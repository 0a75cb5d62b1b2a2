use std::collections::HashMap;
use std::{sync::Arc, time::Duration};

use aiaa_core::domain::chat::ChatId;
use aiaa_core::reply::ReplyMessage;
use anyhow::Result;
use async_trait::async_trait;
use thiserror::Error;
use tokio::sync::oneshot::error::TryRecvError;
use tokio::sync::{oneshot, watch};
use tokio::task::JoinSet;
use tracing::{debug, info, warn};

use crate::events::{ChatEnvelope, EventContext, EventDispatcher, HandlerResult};

pub const WORKING_PLACEHOLDER: &str = "🤔 Thinking...";
pub const DISPATCH_FAILED_TEXT: &str = "⚠️ Something went wrong handling that. Please try again.";

#[derive(Debug, Error, Clone, PartialEq, Eq)]
pub enum TransportError {
    #[error("transport failed to connect: {0}")]
    Connect(String),
    #[error("transport read failed: {0}")]
    Receive(String),
    #[error("transport ack failed: {0}")]
    Acknowledge(String),
    #[error("transport send failed: {0}")]
    Send(String),
    #[error("transport disconnect failed: {0}")]
    Disconnect(String),
}

#[derive(Clone, Debug, PartialEq, Eq)]
pub struct ReconnectPolicy {
    pub max_retries: u32,
    pub base_delay_ms: u64,
    pub max_delay_ms: u64,
}

impl Default for ReconnectPolicy {
    fn default() -> Self {
        Self { max_retries: 5, base_delay_ms: 250, max_delay_ms: 5_000 }
    }
}

impl ReconnectPolicy {
    fn backoff(&self, attempt: u32) -> Duration {
        let exponent = attempt.min(16);
        let multiplier = 1_u64 << exponent;
        let delay_ms = self.base_delay_ms.saturating_mul(multiplier).min(self.max_delay_ms);
        Duration::from_millis(delay_ms)
    }
}

#[async_trait]
pub trait ChatTransport: Send + Sync {
    async fn connect(&self) -> Result<(), TransportError>;
    /// Next inbound update; `None` once the stream has closed.
    async fn next_envelope(&self) -> Result<Option<ChatEnvelope>, TransportError>;
    async fn acknowledge(&self, envelope: &ChatEnvelope) -> Result<(), TransportError>;
    /// Posts a new message and returns its message id.
    async fn send_reply(&self, chat: ChatId, reply: &ReplyMessage) -> Result<i64, TransportError>;
    async fn edit_reply(
        &self,
        chat: ChatId,
        message_id: i64,
        reply: &ReplyMessage,
    ) -> Result<(), TransportError>;
    async fn disconnect(&self) -> Result<(), TransportError>;
}

#[derive(Default)]
pub struct NoopChatTransport;

#[async_trait]
impl ChatTransport for NoopChatTransport {
    async fn connect(&self) -> Result<(), TransportError> {
        Ok(())
    }

    async fn next_envelope(&self) -> Result<Option<ChatEnvelope>, TransportError> {
        Ok(None)
    }

    async fn acknowledge(&self, _envelope: &ChatEnvelope) -> Result<(), TransportError> {
        Ok(())
    }

    async fn send_reply(&self, _chat: ChatId, _reply: &ReplyMessage) -> Result<i64, TransportError> {
        Ok(0)
    }

    async fn edit_reply(
        &self,
        _chat: ChatId,
        _message_id: i64,
        _reply: &ReplyMessage,
    ) -> Result<(), TransportError> {
        Ok(())
    }

    async fn disconnect(&self) -> Result<(), TransportError> {
        Ok(())
    }
}

/// Pulls updates from the transport and answers each one on its own task.
/// Chats run independently; updates within one chat are handled strictly in
/// arrival order, placeholder included.
pub struct PollingRunner {
    transport: Arc<dyn ChatTransport>,
    dispatcher: Arc<EventDispatcher>,
    reconnect_policy: ReconnectPolicy,
}

impl Default for PollingRunner {
    fn default() -> Self {
        Self {
            transport: Arc::new(NoopChatTransport),
            dispatcher: Arc::new(EventDispatcher::default()),
            reconnect_policy: ReconnectPolicy::default(),
        }
    }
}

impl PollingRunner {
    pub fn new(
        transport: Arc<dyn ChatTransport>,
        dispatcher: EventDispatcher,
        reconnect_policy: ReconnectPolicy,
    ) -> Self {
        Self { transport, dispatcher: Arc::new(dispatcher), reconnect_policy }
    }

    /// Runs until the transport closes or reconnects are exhausted. A
    /// connection that delivered updates before failing resets the retry
    /// budget.
    pub async fn start(&self) -> Result<()> {
        let (_keep_open, shutdown) = watch::channel(false);
        self.run_until(shutdown, Duration::ZERO).await
    }

    /// Like [`PollingRunner::start`], but stops polling once `shutdown` turns
    /// true. Replies already in flight get up to `grace` to finish.
    pub async fn run_until(&self, mut shutdown: watch::Receiver<bool>, grace: Duration) -> Result<()> {
        let mut attempt = 0;
        let mut delivered = 0_u64;
        loop {
            let delivered_before = delivered;
            match self.connect_and_pump(attempt, &mut delivered, &mut shutdown, grace).await {
                Ok(()) => return Ok(()),
                Err(transport_error) => {
                    if delivered > delivered_before {
                        attempt = 0;
                    }
                    warn!(
                        event_name = "chat.transport.failed",
                        attempt,
                        max_retries = self.reconnect_policy.max_retries,
                        error = %transport_error,
                        "chat transport failed"
                    );

                    if attempt >= self.reconnect_policy.max_retries {
                        warn!(
                            event_name = "chat.transport.retries_exhausted",
                            max_retries = self.reconnect_policy.max_retries,
                            "chat transport retries exhausted; continuing process without crash"
                        );
                        return Ok(());
                    }
                    if *shutdown.borrow() {
                        return Ok(());
                    }

                    let delay = self.reconnect_policy.backoff(attempt);
                    if !delay.is_zero() {
                        tokio::time::sleep(delay).await;
                    }
                    attempt += 1;
                }
            }
        }
    }

    async fn connect_and_pump(
        &self,
        attempt: u32,
        delivered: &mut u64,
        shutdown: &mut watch::Receiver<bool>,
        grace: Duration,
    ) -> Result<(), TransportError> {
        info!(event_name = "chat.transport.connecting", attempt, "opening chat transport");
        self.transport.connect().await?;
        info!(event_name = "chat.transport.connected", attempt, "chat transport connected");

        let mut tasks = JoinSet::new();
        let pumped = self.pump(&mut tasks, delivered, shutdown).await;
        if *shutdown.borrow() {
            drain_with_grace(&mut tasks, grace).await;
        }
        while let Some(joined) = tasks.join_next().await {
            log_join_failure(joined);
        }
        pumped
    }

    async fn pump(
        &self,
        tasks: &mut JoinSet<()>,
        delivered: &mut u64,
        shutdown: &mut watch::Receiver<bool>,
    ) -> Result<(), TransportError> {
        let mut shutdown_closed = false;
        let mut ordering = ChatOrdering::default();
        loop {
            while let Some(joined) = tasks.try_join_next() {
                log_join_failure(joined);
            }

            let next = tokio::select! {
                next = self.transport.next_envelope() => Some(next?),
                requested = shutdown.wait_for(|stop| *stop), if !shutdown_closed => {
                    shutdown_closed = requested.is_err();
                    if shutdown_closed { continue } else { None }
                }
            };
            let Some(next) = next else {
                info!(
                    event_name = "chat.transport.stopping",
                    in_flight = tasks.len(),
                    "shutdown requested; no longer polling for updates"
                );
                self.transport.disconnect().await?;
                return Ok(());
            };
            let Some(envelope) = next else {
                info!(event_name = "chat.transport.closed", "chat transport stream closed");
                self.transport.disconnect().await?;
                return Ok(());
            };
            *delivered += 1;

            let chat_id = envelope.event.chat_id().map(|chat| chat.0);
            info!(
                event_name = "chat.update.received",
                update_id = envelope.update_id,
                event_type = ?envelope.event.event_type(),
                chat_id = chat_id.unwrap_or_default(),
                "received chat update"
            );

            if let Err(error) = self.transport.acknowledge(&envelope).await {
                warn!(
                    event_name = "chat.update.ack_failed",
                    update_id = envelope.update_id,
                    error = %error,
                    "failed to acknowledge chat update"
                );
            } else {
                debug!(
                    event_name = "chat.update.ack_sent",
                    update_id = envelope.update_id,
                    "acknowledged chat update"
                );
            }

            let turn = ordering.enqueue(envelope.event.chat_id());
            tasks.spawn(process_envelope(
                self.transport.clone(),
                self.dispatcher.clone(),
                envelope,
                turn,
            ));
        }
    }
}

/// Chains the updates of each chat: an update's task waits for the previous
/// update of the same chat to finish before it starts.
#[derive(Default)]
struct ChatOrdering {
    tails: HashMap<i64, oneshot::Receiver<()>>,
}

impl ChatOrdering {
    fn enqueue(&mut self, chat: Option<ChatId>) -> ChatTurn {
        // Finished chats drop out so the map only holds chats with work queued.
        self.tails.retain(|_, tail| matches!(tail.try_recv(), Err(TryRecvError::Empty)));

        let Some(chat) = chat else {
            return ChatTurn { previous: None, _release: None };
        };
        let (release, tail) = oneshot::channel();
        let previous = self.tails.insert(chat.0, tail);
        ChatTurn { previous, _release: Some(release) }
    }
}

/// Dropping the turn lets the chat's next update proceed.
struct ChatTurn {
    previous: Option<oneshot::Receiver<()>>,
    _release: Option<oneshot::Sender<()>>,
}

impl ChatTurn {
    async fn wait(&mut self) {
        if let Some(previous) = self.previous.take() {
            // The sender is only ever dropped; either outcome means our turn.
            let _ = previous.await;
        }
    }
}

async fn process_envelope(
    transport: Arc<dyn ChatTransport>,
    dispatcher: Arc<EventDispatcher>,
    envelope: ChatEnvelope,
    mut turn: ChatTurn,
) {
    turn.wait().await;
    let ctx = EventContext { correlation_id: format!("update-{}", envelope.update_id) };
    let chat = envelope.event.chat_id();

    let placeholder = match chat {
        Some(chat) if envelope.event.wants_working_indicator() => {
            match transport.send_reply(chat, &ReplyMessage::plain(WORKING_PLACEHOLDER)).await {
                Ok(message_id) => Some(message_id),
                Err(error) => {
                    warn!(
                        event_name = "chat.reply.placeholder_failed",
                        chat_id = chat.0,
                        correlation_id = %ctx.correlation_id,
                        error = %error,
                        "could not post working indicator"
                    );
                    None
                }
            }
        }
        _ => None,
    };

    let reply = match dispatcher.dispatch(&envelope, &ctx).await {
        Ok(HandlerResult::Responded(reply)) => reply,
        Ok(HandlerResult::Ignored) => {
            debug!(
                event_name = "chat.update.ignored",
                correlation_id = %ctx.correlation_id,
                "no handler produced a reply"
            );
            return;
        }
        Err(error) => {
            warn!(
                event_name = "chat.update.dispatch_failed",
                correlation_id = %ctx.correlation_id,
                error = %error,
                "event dispatch failed; continuing polling loop"
            );
            ReplyMessage::plain(DISPATCH_FAILED_TEXT)
        }
    };

    if let Some(chat) = chat {
        deliver(transport.as_ref(), chat, placeholder, &reply, &ctx).await;
    }
}

/// Replaces the placeholder with the reply, or posts the reply fresh when
/// there is no placeholder or the edit is refused.
async fn deliver(
    transport: &dyn ChatTransport,
    chat: ChatId,
    placeholder: Option<i64>,
    reply: &ReplyMessage,
    ctx: &EventContext,
) {
    if let Some(message_id) = placeholder {
        match transport.edit_reply(chat, message_id, reply).await {
            Ok(()) => return,
            Err(error) => warn!(
                event_name = "chat.reply.edit_failed",
                chat_id = chat.0,
                correlation_id = %ctx.correlation_id,
                error = %error,
                "editing placeholder failed, sending a new message"
            ),
        }
    }

    if let Err(error) = transport.send_reply(chat, reply).await {
        warn!(
            event_name = "chat.reply.send_failed",
            chat_id = chat.0,
            correlation_id = %ctx.correlation_id,
            error = %error,
            "reply could not be delivered"
        );
    }
}

/// Waits up to `grace` for in-flight replies, then aborts the rest.
async fn drain_with_grace(tasks: &mut JoinSet<()>, grace: Duration) {
    let drained = tokio::time::timeout(grace, async {
        while let Some(joined) = tasks.join_next().await {
            log_join_failure(joined);
        }
    })
    .await;
    if drained.is_err() {
        warn!(
            event_name = "chat.update.aborted",
            remaining = tasks.len(),
            "grace period elapsed; aborting unfinished replies"
        );
        tasks.abort_all();
    }
}

fn log_join_failure(joined: Result<(), tokio::task::JoinError>) {
    if let Err(error) = joined {
        warn!(event_name = "chat.update.task_failed", error = %error, "update task did not complete");
    }
}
● ● ● ● ● ● ●
In the material above, show every line where the word "None" turns up.

> [RESPONSE TO THIS EXERCISE]:
    /// Next inbound update; `None` once the stream has closed.
        Ok(None)
                    if shutdown_closed { continue } else { None }
            return ChatTurn { previous: None, _release: None };
                    None
        _ => None,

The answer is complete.